EXERCISE DETAILS
How many of the lines below contain "Ends"? Answer with that number alone.

Records from a dataset
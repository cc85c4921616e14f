//! Engine-neutral types shared by the speech adapters and whatever engines sit
//! behind them (browser bridge, console, test fakes).

use serde::{Deserialize, Serialize};

macro_rules! id_type {
    ($(#[$meta:meta])* $name:ident) => {
        $(#[$meta])*
        #[derive(Debug, Clone, Copy, PartialEq, Eq, PartialOrd, Ord, Hash, Serialize, Deserialize)]
        pub struct $name(pub u64);

        impl $name {
            pub fn next(self) -> Self {
                Self(self.0 + 1)
            }
        }

        impl std::fmt::Display for $name {
            fn fmt(&self, f: &mut std::fmt::Formatter<'_>) -> std::fmt::Result {
                write!(f, "{}", self.0)
            }
        }
    };
}

id_type!(
    /// One outbound request to the answering service.
    TurnId
);
id_type!(
    /// One start..stop run of the speech recognizer.
    CaptureSessionId
);
id_type!(
    /// One utterance handed to the speech synthesizer.
    UtteranceId
);
id_type!(NoticeId);

/// Everything the recognizer needs to begin a capture session.
#[derive(Debug, Clone, PartialEq)]
pub struct RecognitionRequest {
    pub session: CaptureSessionId,
    pub locale_tag: String,
    pub continuous: bool,
    pub interim_results: bool,
}

#[derive(Debug, Clone, PartialEq)]
pub enum RecognizerEventKind {
    Transcript { text: String, is_final: bool },
    /// Engine-specific code, e.g. `no-speech` or `not-allowed`.
    Error { code: String },
    End,
}

#[derive(Debug, Clone, PartialEq)]
pub struct RecognizerEvent {
    pub session: CaptureSessionId,
    pub kind: RecognizerEventKind,
}

#[derive(Debug, Clone, PartialEq)]
pub struct Voice {
    pub name: String,
    /// Language tag as reported by the engine, e.g. `hi-IN`.
    pub lang: String,
}

impl Voice {
    pub fn new(name: &str, lang: &str) -> Self {
        Self {
            name: name.to_string(),
            lang: lang.to_string(),
        }
    }
}

#[derive(Debug, Clone, PartialEq)]
pub struct Utterance {
    pub id: UtteranceId,
    pub text: String,
    pub locale_tag: String,
    /// `None` means the engine default.
    pub voice: Option<Voice>,
    pub rate: f32,
    pub pitch: f32,
}

#[derive(Debug, Clone, Copy, PartialEq, Eq)]
pub enum SynthesizerEventKind {
    Start,
    End,
    Error,
}

#[derive(Debug, Clone, Copy, PartialEq, Eq)]
pub struct SynthesizerEvent {
    pub utterance: UtteranceId,
    pub kind: SynthesizerEventKind,
}
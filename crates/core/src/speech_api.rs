use crate::generic_types::{RecognitionRequest, Utterance, Voice};
#[cfg(test)]
use mockall::automock;

/// A speech-to-text engine.
///
/// Engines are callback driven: results come back later as
/// [`RecognizerEvent`](crate::generic_types::RecognizerEvent)s tagged with the
/// session id from the request. Implementations must not block.
#[cfg_attr(test, automock)]
pub trait SpeechRecognizer: Send {
    /// False when the environment has no recognizer at all.
    fn is_available(&self) -> bool;

    /// Begins capturing. `Err` carries the engine's error code.
    fn start(&mut self, request: RecognitionRequest) -> Result<(), String>;

    /// Ends the session, letting the engine flush a final result.
    fn stop(&mut self);

    /// Ends the session immediately, discarding anything pending.
    fn abort(&mut self);
}

/// A text-to-speech engine. Progress is reported through
/// [`SynthesizerEvent`](crate::generic_types::SynthesizerEvent)s.
#[cfg_attr(test, automock)]
pub trait SpeechSynthesizer: Send {
    fn voices(&self) -> Vec<Voice>;

    fn speak(&mut self, utterance: Utterance);

    fn cancel(&mut self);

    fn pause(&mut self);

    fn resume(&mut self);
}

THE ANSWER
2